--- Activity ---
Quote exactly the lines from the start of the entries to the one with "of fixed size.", both ends included.

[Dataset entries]
::::

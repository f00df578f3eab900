//! Modular sequence-number arithmetic.
//!
//! Sequence numbers live on a ring of `size` values.  Both windows are a
//! contiguous arc of that ring:
//!
//! ```text
//!            base                 base + width
//!             │                        │
//!  ───────────┼────────────────────────┼───────────▶ (mod size)
//!   behind    │ <──── in window ─────▶ │   ahead
//! ```
//!
//! Every membership test in the sender and receiver reduces to
//! [`SeqSpace::in_window`].

/// A sequence-number ring of fixed size.
#[derive(Debug, Clone, Copy, PartialEq, Eq)]
pub struct SeqSpace {
    size: i64,
}

impl SeqSpace {
    /// Create a ring with `size` sequence numbers.
    ///
    /// `size` must be at least 1 and representable as `i32`;
    /// [`crate::config::ArqConfig`] validates both before calling this.
    pub fn new(size: usize) -> Self {
        debug_assert!(size >= 1 && size <= i32::MAX as usize);
        Self { size: size as i64 }
    }

    pub fn size(&self) -> usize {
        self.size as usize
    }

    /// `true` when `x` is a canonical sequence number, i.e. in `[0, size)`.
    pub fn contains(&self, x: i32) -> bool {
        (0..self.size).contains(&i64::from(x))
    }

    /// Forward distance from `base` to `x`, in `[0, size)`.
    #[inline]
    pub fn offset(&self, x: i32, base: i32) -> usize {
        (i64::from(x) - i64::from(base)).rem_euclid(self.size) as usize
    }

    /// `true` when `x` lies in the arc `[base, base + width)`.
    #[inline]
    pub fn in_window(&self, x: i32, base: i32, width: usize) -> bool {
        self.offset(x, base) < width
    }

    /// `x + n`, wrapped around the ring.
    #[inline]
    pub fn add(&self, x: i32, n: usize) -> i32 {
        (i64::from(x) + n as i64).rem_euclid(self.size) as i32
    }

    /// Slot index for `x` in an arena of `size` entries.
    #[inline]
    pub fn index(&self, x: i32) -> usize {
        i64::from(x).rem_euclid(self.size) as usize
    }
}

#[cfg(test)]
mod tests {
    use super::*;

    #[test]
    fn offset_wraps_around() {
        let s = SeqSpace::new(10);
        assert_eq!(s.offset(2, 8), 4);
        assert_eq!(s.offset(8, 2), 6);
        assert_eq!(s.offset(5, 5), 0);
    }

    #[test]
    fn in_window_across_wrap() {
        let s = SeqSpace::new(10);
        // window [8, 9, 0, 1]
        for x in [8, 9, 0, 1] {
            assert!(s.in_window(x, 8, 4), "{x} should be inside");
        }
        for x in [2, 5, 7] {
            assert!(!s.in_window(x, 8, 4), "{x} should be outside");
        }
    }

    #[test]
    fn empty_window_contains_nothing() {
        let s = SeqSpace::new(12);
        assert!(!s.in_window(3, 3, 0));
    }

    #[test]
    fn add_wraps() {
        let s = SeqSpace::new(10);
        assert_eq!(s.add(9, 1), 0);
        assert_eq!(s.add(7, 5), 2);
    }

    #[test]
    fn contains_rejects_out_of_range() {
        let s = SeqSpace::new(10);
        assert!(s.contains(0));
        assert!(s.contains(9));
        assert!(!s.contains(10));
        assert!(!s.contains(-1));
        assert!(!s.contains(999_999));
    }

    #[test]
    fn extreme_values_do_not_overflow() {
        let s = SeqSpace::new(7);
        assert!(s.offset(i32::MIN, i32::MAX) < 7);
        assert!(s.index(i32::MIN) < 7);
    }
}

::::

--- Written answer ---
repository f00df578f3eab900
//! Modular sequence-number arithmetic.
//!
//! Sequence numbers live on a ring of `size` values.  Both windows are a
//! contiguous arc of that ring:
//!
//! ```text
//!            base                 base + width
//!             │                        │
//!  ───────────┼────────────────────────┼───────────▶ (mod size)
//!   behind    │ <──── in window ─────▶ │   ahead
//! ```
//!
//! Every membership test in the sender and receiver reduces to
//! [`SeqSpace::in_window`].

/// A sequence-number ring of fixed size.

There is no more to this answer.